Me pregunté si era tan horrible el exterior cómo decía él y me entraron ganas de aventurarme por el collado y verlo con mis propios ojos. Pero sentía que si hiciera eso, perdería cosas que quería cómo mi pueblo, mis padres y Cammi. Entonces, La Luisiana empezó a hablar en voz alta.

― Siempre me pregunté por qué este lugar siempre es tan misterioso. Nadie de afuera sabe lo que pasa realmente aquí, ni tampoco nadie entra aquí. Es un milagro que salga una noticia sobre el Zarato y muchas más cosas. Esto es incluso más exagerado que los putos coreanos, pero… ¿Por qué tato secretismo? ―

Todos nos quedamos en silencio, menos Cammi que le dijo que ellos no sabían la respuesta a eso, que los que saben son los de exterior, no nosotros. Le replicó.

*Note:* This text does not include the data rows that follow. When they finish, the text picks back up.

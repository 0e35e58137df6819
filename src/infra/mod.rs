// Adapters implementing the application ports against real services

pub mod http_client;
pub mod lastfm;
pub mod openweather;
pub mod soundcharts;
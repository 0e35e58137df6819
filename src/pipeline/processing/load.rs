use std::sync::Arc;
use tracing::{error, warn};

use crate::storage::{Storage, StoreError};
use crate::types::{EtlRunStats, TrackFeatureRecord};

/// Outcome of one load loop
#[derive(Debug, Clone, Default)]
pub struct LoadReport {
    pub processed: usize,
    pub loaded: usize,
    pub rejected: Vec<String>,
    /// Set when the loop stopped early on a store-level failure
    pub fatal: Option<StoreError>,
}

impl LoadReport {
    pub fn success_rate(&self) -> f64 {
        if self.processed == 0 {
            0.0
        } else {
            self.loaded as f64 / self.processed as f64
        }
    }
}

pub struct EtlLoader {
    storage: Arc<dyn Storage>,
}

impl EtlLoader {
    pub fn new(storage: Arc<dyn Storage>) -> Self {
        Self { storage }
    }

    /// Upsert every record. A bad row is logged and skipped; only a
    /// store-level failure stops the loop.
    pub async fn load(&self, records: &[TrackFeatureRecord]) -> LoadReport {
        let mut report = LoadReport {
            processed: records.len(),
            ..Default::default()
        };
        for record in records {
            if let Err(reason) = record.check_invariants() {
                warn!(track = %record.key(), %reason, "row rejected");
                report.rejected.push(format!("{}: {}", record.key(), reason));
                continue;
            }
            match self.storage.upsert_track_feature(record).await {
                Ok(()) => report.loaded += 1,
                Err(e) if e.is_row_level() => {
                    warn!(track = %record.key(), error = %e, "row rejected by store");
                    report.rejected.push(format!("{}: {}", record.key(), e));
                }
                Err(e) => {
                    error!(track = %record.key(), error = %e, "store failure, aborting load");
                    report.fatal = Some(e);
                    break;
                }
            }
        }
        report
    }

    pub async fn record_run(&self, stats: &EtlRunStats) -> Result<(), StoreError> {
        self.storage.record_etl_run(stats).await
    }
}

#[cfg(test)]
mod tests {
    use super::*;
    use crate::storage::SqliteStorage;
    use crate::types::MoodCategory;

    fn record(track: &str, listeners: i64) -> TrackFeatureRecord {
        TrackFeatureRecord {
            city: "Lyon".into(),
            country: "France".into(),
            track_name: track.into(),
            artist_name: "Artist".into(),
            listeners,
            playcount: 0,
            rank: 1,
            weather_condition: "Rain".into(),
            weather_description: "pluie".into(),
            temperature: 7.0,
            humidity: 90.0,
            wind_speed: 5.0,
            mood_category: MoodCategory::Sad,
            popularity_score: 0.0,
            source_snapshot_ref: "s.json".into(),
        }
    }

    #[tokio::test]
    async fn bad_rows_are_skipped_not_fatal() {
        let storage = Arc::new(SqliteStorage::open_in_memory().unwrap());
        let loader = EtlLoader::new(storage.clone());
        let report = loader
            .load(&[record("One", 10), record("Two", -1), record("Three", 5)])
            .await;
        assert_eq!(report.processed, 3);
        assert_eq!(report.loaded, 2);
        assert_eq!(report.rejected.len(), 1);
        assert!(report.fatal.is_none());
        assert!((report.success_rate() - 2.0 / 3.0).abs() < 1e-9);
        assert_eq!(storage.track_features(None).await.unwrap().len(), 2);
    }

    #[test]
    fn empty_load_has_zero_rate() {
        assert_eq!(LoadReport::default().success_rate(), 0.0);
    }
}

― Estoy reflexionando, joder. Es que todos ustedes quieren vivir aislados de todo, eso es todo. ― A continuación, ella con el rifle le zarandeaba al jefe para que se levantara y se fuera. ― ¡Y ahora camina! ¡Nadie creerá tu historia de todos modos! ―

― ¡Jamás, antes muerto que cruzarlo! ― Le grité el jefe.

Y entonces vimos con horror cómo le disparaba en la cabeza al jefe, fue horrible verlo, cómo le salía sangre por la cabeza. Cammi se desmayó.

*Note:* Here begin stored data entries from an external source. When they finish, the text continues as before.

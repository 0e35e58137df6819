use std::time::Duration;
use thiserror::Error;

use crate::storage::StoreError;

/// Fatal conditions. Anything that reaches a caller as `PipelineError` aborts
/// the enclosing operation.
#[derive(Error, Debug)]
pub enum PipelineError {
    #[error("JSON serialization failed: {0}")]
    Json(#[from] serde_json::Error),

    #[error("TOML deserialization failed: {0}")]
    Toml(#[from] toml::de::Error),

    #[error("I/O error: {0}")]
    Io(#[from] std::io::Error),

    #[error("Database error: {0}")]
    Database(#[from] rusqlite::Error),

    #[error("Store error: {0}")]
    Store(#[from] StoreError),

    #[error("Configuration error: {0}")]
    Config(String),

    #[error("Missing credentials: {}", .0.join(", "))]
    MissingCredentials(Vec<&'static str>),
}

pub type Result<T> = std::result::Result<T, PipelineError>;

/// Why a single attempt against an external source failed.
#[derive(Error, Debug, Clone, PartialEq)]
pub enum FetchError {
    #[error("network error: {0}")]
    Network(String),

    #[error("unexpected HTTP status {0}")]
    Status(u16),

    #[error("invalid response structure: {0}")]
    InvalidStructure(String),

    #[error("attempt timed out after {0:?}")]
    Timeout(Duration),
}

― No se pongan así, es esto lo que ha elegido él, en fin… ¡Le di una oportunidad y lo ha perdido! ¡Fin del asunto! ― Lo dijo con una frialdad que me hacía entrar ganas de vomitar y mientras ella tiraba el cuerpo, yo intentaba despertar a Cammi. Cuando terminó esa tarea, nos dijo:

― ¿Quieres que la llevé encima? ¡Quiero volver a casa cuánto antes! ― Eso me gritó.

― ¿A casa? ―Yo le pregunté, sorprendida.

― Sí, en nuestra aldea, esa que está en los límites de mi tierra, que es el Zarato. ¡Porque este es el lugar que buscaba! ¡Y estaba delante de mis narices! ― Lo dijo con una sonrisa que nunca presencié. Era una muy sincera. Un constante muy fuerte con la frialdad de hace unos segundos.